Maybe Gen10 was also slated to launch at 10 nm, but by the time they could finally ship any 10 nm silicon in volume, 11th gen was already set.
 
It's a good point. It would be interesting to hear what happened to their Gen10 graphics. However, their Gen11 has been shipping for over a year now, I think? Only at 10 nm, though.

Maybe Gen10 was also slated to launch at 10 nm, but by the time they could finally ship any 10 nm silicon in volume, 11th gen was already set.
Gen10 was Cannon Lake graphics, except the only Cannon Lake CPU to ship (i3-8121U) had to disable the graphics. Either it wasn't working properly, or yields were so bad that Intel gave up on trying to get working CPU+GPU for the Cannon Lake "launch."

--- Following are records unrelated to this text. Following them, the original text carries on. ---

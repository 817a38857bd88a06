//! Access token inspection
//!
//! Tokens are opaque to the client. The backend happens to issue JWTs, so
//! the `exp` claim is read when present to report expiry; nothing here
//! verifies signatures.

use base64::Engine;
use base64::engine::general_purpose::URL_SAFE_NO_PAD;
use chrono::{DateTime, Utc};
use serde::Deserialize;

#[derive(Deserialize)]
struct Claims {
    exp: Option<i64>,
}

/// Expiry time encoded in a JWT access token, if it carries one
pub fn expires_at(token: &str) -> Option<DateTime<Utc>> {
    let payload = token.split('.').nth(1)?;
    // Some issuers keep the padding
    let decoded = URL_SAFE_NO_PAD.decode(payload.trim_end_matches('=')).ok()?;
    let claims: Claims = serde_json::from_slice(&decoded).ok()?;
    DateTime::from_timestamp(claims.exp?, 0)
}

/// Whether the token's `exp` claim lies in the future
///
/// Tokens without a readable expiry are treated as invalid.
pub fn is_valid_at(token: &str, now: DateTime<Utc>) -> bool {
    expires_at(token).is_some_and(|exp| exp > now)
}

/// Shortened form of a token that is safe to put in logs
pub fn redact(token: &str) -> String {
    let prefix: String = token.chars().take(8).collect();
    format!("{prefix}...")
}

#[cfg(test)]
mod tests {
    use super::*;
    use chrono::TimeZone;

    fn jwt_with_payload(payload: &str) -> String {
        format!(
            "eyJhbGciOiJIUzI1NiJ9.{}.signature",
            URL_SAFE_NO_PAD.encode(payload)
        )
    }

    #[test]
    fn test_reads_exp_claim() {
        let token = jwt_with_payload(r#"{"sub":"admin@carryit.app","exp":1700000000}"#);
        let expected = Utc.timestamp_opt(1_700_000_000, 0).unwrap();
        assert_eq!(expires_at(&token), Some(expected));
    }

    #[test]
    fn test_validity_relative_to_now() {
        let token = jwt_with_payload(r#"{"exp":1700000000}"#);
        let before = Utc.timestamp_opt(1_699_999_000, 0).unwrap();
        let after = Utc.timestamp_opt(1_700_000_001, 0).unwrap();
        assert!(is_valid_at(&token, before));
        assert!(!is_valid_at(&token, after));
    }

    #[test]
    fn test_opaque_tokens_have_no_expiry() {
        assert_eq!(expires_at("A1"), None);
        assert_eq!(expires_at("a.%%%.c"), None);
        assert_eq!(expires_at(&jwt_with_payload(r#"{"sub":"x"}"#)), None);
        assert!(!is_valid_at("A1", Utc::now()));
    }

    #[test]
    fn test_redact() {
        assert_eq!(redact("abcdefghijklmnop"), "abcdefgh...");
        assert_eq!(redact("A1"), "A1...");
    }
}
//! Reusable test suites
/// 컬럼 하나의 값을 읽는다. NULL 비트맵 처리는 호출자 몫이다.
pub fn decode_value(cursor: &mut Cursor<&[u8]>, column: &ColumnDescriptor) -> Result<CellValue> {
    let meta = column.meta;
    let value = match column.column_type {
        ColumnType::Null => CellValue::Null,
        ColumnType::Tiny => {
            if column.unsigned {
                CellValue::UInt(cursor.read_u8()? as u64)
            } else {
                CellValue::Int(cursor.read_i8()? as i64)
            }
        }
        ColumnType::Short => {
            if column.unsigned {
                CellValue::UInt(cursor.read_u16::<LittleEndian>()? as u64)
            } else {
                CellValue::Int(cursor.read_i16::<LittleEndian>()? as i64)
            }
        }
        ColumnType::Int24 => {
            if column.unsigned {
                CellValue::UInt(cursor.read_u24::<LittleEndian>()? as u64)
            } else {
                CellValue::Int(cursor.read_i24::<LittleEndian>()? as i64)
            }
        }
        ColumnType::Long => {
            if column.unsigned {
                CellValue::UInt(cursor.read_u32::<LittleEndian>()? as u64)
            } else {
                CellValue::Int(cursor.read_i32::<LittleEndian>()? as i64)
            }
        }
        ColumnType::LongLong => {
            if column.unsigned {
                CellValue::UInt(cursor.read_u64::<LittleEndian>()?)
            } else {
                CellValue::Int(cursor.read_i64::<LittleEndian>()?)
            }
        }
        ColumnType::Float => CellValue::Float(cursor.read_f32::<LittleEndian>()?),
        ColumnType::Double => CellValue::Double(cursor.read_f64::<LittleEndian>()?),
        ColumnType::Year => {
            let year = cursor.read_u8()?;
            CellValue::Year(if year == 0 { 0 } else { 1900 + year as u16 })
        }
        ColumnType::NewDecimal => {
            let precision = (meta >> 8) as usize;
            let scale = (meta & 0xff) as usize;
            CellValue::Decimal(decode_decimal(cursor, precision, scale)?)
        }
        ColumnType::Bit => {
            let bits = (meta & 0xff) as usize;
            let bytes = (meta >> 8) as usize;
            let len = bytes + usize::from(bits > 0);
            CellValue::Bit(read_be_uint(cursor, len)?)
        }
        ColumnType::VarChar | ColumnType::VarString | ColumnType::String => {
            let len = if meta < 256 {
                cursor.read_u8()? as usize
            } else {
                cursor.read_u16::<LittleEndian>()? as usize
            };
            let data = read_bytes(cursor, len)?;
            if column.is_binary() {
                CellValue::Bytes(data)
            } else {
                CellValue::String(into_text(data))
            }
        }
        ColumnType::Blob | ColumnType::TinyBlob | ColumnType::MediumBlob | ColumnType::LongBlob => {
            let len = read_le_uint(cursor, meta as usize)? as usize;
            let data = read_bytes(cursor, len)?;
            if column.is_binary() {
                CellValue::Bytes(data)
            } else {
                CellValue::String(into_text(data))
            }
        }
        ColumnType::Json => {
            let len = read_le_uint(cursor, meta as usize)? as usize;
            let data = read_bytes(cursor, len)?;
            CellValue::Json(json::decode(&data))
        }
        ColumnType::Geometry => {
            let len = read_le_uint(cursor, meta as usize)? as usize;
            CellValue::Bytes(read_bytes(cursor, len)?)
        }
        ColumnType::Enum => {
            let index = read_le_uint(cursor, meta.max(1) as usize)? as usize;
            let label = match index {
                0 => String::new(),
                n => column.enum_values.get(n - 1).cloned().ok_or_else(|| {
                    CdcError::ProtocolError(format!(
                        "enum index {} out of range for column {} ({} labels)",
                        n,
                        column.name,
                        column.enum_values.len()
                    ))
                })?,
            };
            CellValue::Enum(label)
        }
        ColumnType::Set => {
            let mask = read_le_uint(cursor, meta.max(1) as usize)?;
            let known = match column.set_values.len() {
                n if n >= 64 => u64::MAX,
                n => (1u64 << n) - 1,
            };
            if mask & !known != 0 {
                return Err(CdcError::ProtocolError(format!(
                    "set mask {:#x} has bits beyond the {} labels of column {}",
                    mask,
                    column.set_values.len(),
                    column.name
                )));
            }
            let members = column
                .set_values
                .iter()
                .enumerate()
                .filter(|(bit, _)| *bit < 64 && mask & (1u64 << bit) != 0)
                .map(|(_, label)| label.clone())
                .collect();
            CellValue::Set(members)
        }
        ColumnType::Date | ColumnType::NewDate => {
            let packed = cursor.read_u24::<LittleEndian>()?;
            let day = packed & 31;
            let month = (packed >> 5) & 15;
            let year = packed >> 9;
            NaiveDate::from_ymd_opt(year as i32, month, day)
                .map(CellValue::Date)
                .unwrap_or(CellValue::Null)
        }
        ColumnType::Time => {
            let raw = cursor.read_i24::<LittleEndian>()?;
            let magnitude = raw.unsigned_abs();
            CellValue::Time(MysqlTime {
                negative: raw < 0,
                hours: magnitude / 10_000,
                minutes: ((magnitude / 100) % 100) as u8,
                seconds: (magnitude % 100) as u8,
                microseconds: 0,
            })
        }
        ColumnType::DateTime => {
            let raw = cursor.read_u64::<LittleEndian>()?;
            let date = raw / 1_000_000;
            let time = raw % 1_000_000;
            NaiveDate::from_ymd_opt(
                (date / 10_000) as i32,
                ((date / 100) % 100) as u32,
                (date % 100) as u32,
            )
            .and_then(|d| {
                d.and_hms_opt(
                    (time / 10_000) as u32,
                    ((time / 100) % 100) as u32,
                    (time % 100) as u32,
                )
            })
            .map(CellValue::DateTime)
            .unwrap_or(CellValue::Null)
        }
        ColumnType::Timestamp => {
            let seconds = cursor.read_u32::<LittleEndian>()?;
            timestamp_value(seconds, 0)?
        }
        ColumnType::Timestamp2 => {
            let seconds = cursor.read_u32::<BigEndian>()?;
            let micros = read_fraction(cursor, meta)?;
            timestamp_value(seconds, micros)?
        }
        ColumnType::DateTime2 => {
            const DATETIMEF_INT_OFS: i64 = 0x80_0000_0000;
            let ymdhms = read_be_uint(cursor, 5)? as i64 - DATETIMEF_INT_OFS;
            let micros = read_fraction(cursor, meta)?;
            datetime_from_packed_parts(ymdhms, micros)
                .map(CellValue::DateTime)
                .unwrap_or(CellValue::Null)
        }
        ColumnType::Time2 => CellValue::Time(MysqlTime::from_packed(read_time2_packed(cursor, meta)?)),
        other => {
            return Err(CdcError::ProtocolError(format!(
                "unsupported column type {:?} for column {}",
                other, column.name
            )))
        }
    };
    Ok(value)
}

/// DECIMAL 바이너리 포맷 (9자리 당 4바이트, 부호 비트 반전)
pub fn decode_decimal(cursor: &mut Cursor<&[u8]>, precision: usize, scale: usize) -> Result<String> {
    const DIGITS_PER_WORD: usize = 9;
    const WORD_SIZE: usize = 4;
    const DIG_TO_BYTES: [usize; 10] = [0, 1, 1, 2, 2, 3, 3, 4, 4, 4];

    if scale > precision {
        return Err(CdcError::ProtocolError(format!(
            "invalid decimal metadata: precision={} scale={}",
            precision, scale
        )));
    }

    let integral = precision - scale;
    let int_words = integral / DIGITS_PER_WORD;
    let int_rest = integral % DIGITS_PER_WORD;
    let frac_words = scale / DIGITS_PER_WORD;
    let frac_rest = scale % DIGITS_PER_WORD;

    let size = int_words * WORD_SIZE
        + DIG_TO_BYTES[int_rest]
        + frac_words * WORD_SIZE
        + DIG_TO_BYTES[frac_rest];
    if size == 0 {
        return Ok("0".to_string());
    }

    let mut buf = read_bytes(cursor, size)?;
    let negative = buf[0] & 0x80 == 0;
    buf[0] ^= 0x80;
    if negative {
        buf.iter_mut().for_each(|b| *b = !*b);
    }

    let mut offset = 0;
    let mut take = |len: usize| -> u32 {
        let word = buf[offset..offset + len]
            .iter()
            .fold(0u32, |acc, b| (acc << 8) | *b as u32);
        offset += len;
        word
    };

    let mut integer = String::new();
    if int_rest > 0 {
        let word = take(DIG_TO_BYTES[int_rest]);
        if word != 0 {
            integer.push_str(&word.to_string());
        }
    }
    for _ in 0..int_words {
        let word = take(WORD_SIZE);
        if integer.is_empty() {
            if word != 0 {
                integer.push_str(&word.to_string());
            }
        } else {
            integer.push_str(&format!("{:09}", word));
        }
    }
    if integer.is_empty() {
        integer.push('0');
    }

    let mut result = String::with_capacity(precision + 2);
    if negative {
        result.push('-');
    }
    result.push_str(&integer);

    if scale > 0 {
        result.push('.');
        for _ in 0..frac_words {
            result.push_str(&format!("{:09}", take(WORD_SIZE)));
        }
        if frac_rest > 0 {
            let word = take(DIG_TO_BYTES[frac_rest]);
            result.push_str(&format!("{:0width$}", word, width = frac_rest));
        }
    }

    Ok(result)
}

fn timestamp_value(seconds: u32, micros: u32) -> Result<CellValue> {
    if seconds == 0 && micros == 0 {
        return Ok(CellValue::Null);
    }
    DateTime::<Utc>::from_timestamp(seconds as i64, micros * 1_000)
        .map(CellValue::Timestamp)
        .ok_or_else(|| CdcError::ProtocolError(format!("invalid timestamp: {}", seconds)))
}

/// DATETIME2 및 JSON 의 packed datetime (년*13+월, 일, 시, 분, 초 비트 필드)
fn datetime_from_packed_parts(ymdhms: i64, micros: u32) -> Option<NaiveDateTime> {
    let ymd = ymdhms >> 17;
    let ym = ymd >> 5;
    let hms = ymdhms % (1 << 17);

    NaiveDate::from_ymd_opt((ym / 13) as i32, (ym % 13) as u32, (ymd % 32) as u32)?
        .and_hms_micro_opt(
            (hms >> 12) as u32,
            ((hms >> 6) % 64) as u32,
            (hms % 64) as u32,
            micros,
        )
}

/// TIME2 를 packed 형식으로 읽는다 (fsp 에 따라 소수부 저장 방식이 다름)
///
/// fsp 1~4 의 소수부는 부호 없이 저장된다. 음수 시간이면 정수부에서 1 을 빌려온다.
fn read_time2_packed(cursor: &mut Cursor<&[u8]>, fsp: u16) -> Result<i64> {
    const TIMEF_INT_OFS: i64 = 0x80_0000;
    const TIMEF_OFS: i64 = 0x8000_0000_0000;

    let packed = match fsp {
        1 | 2 => {
            let mut int_part = read_be_uint(cursor, 3)? as i64 - TIMEF_INT_OFS;
            let mut frac = cursor.read_u8()? as i64;
            if int_part < 0 && frac != 0 {
                int_part += 1;
                frac -= 0x100;
            }
            (int_part << 24) + frac * 10_000
        }
        3 | 4 => {
            let mut int_part = read_be_uint(cursor, 3)? as i64 - TIMEF_INT_OFS;
            let mut frac = cursor.read_u16::<BigEndian>()? as i64;
            if int_part < 0 && frac != 0 {
                int_part += 1;
                frac -= 0x10000;
            }
            (int_part << 24) + frac * 100
        }
        5 | 6 => read_be_uint(cursor, 6)? as i64 - TIMEF_OFS,
        _ => (read_be_uint(cursor, 3)? as i64 - TIMEF_INT_OFS) << 24,
    };
    Ok(packed)
}

/// 소수 초 (fsp+1)/2 바이트, 마이크로초로 환산
fn read_fraction(cursor: &mut Cursor<&[u8]>, fsp: u16) -> Result<u32> {
    let len = ((fsp + 1) / 2) as usize;
    let raw = read_be_uint(cursor, len)? as u32;
    Ok(match len {
        1 => raw * 10_000,
        2 => raw * 100,
        3 => raw,
        _ => 0,
    })
}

I don't know how accurate they are, but there were reports/rumors/analysis that when Intel released Cannon Lake, yields were about 7-8%. Meaning, even with a small ~70 mm2 die size, which would mean Intel could get about 830 chips per wafer, the initial 10nm process was so fubar that only 60-70 chips could be salvaged (after disabling the GPU).

I'm not sure if the Cannon Lake die was physically 2-core, or if it was 4-core with two cores disabled. I'm assuming it was 2-core, but everything about it says Intel realized its initial 10nm was not going to work and so it had to come up with a "solution" so that it could "ship" 10nm in late 2017.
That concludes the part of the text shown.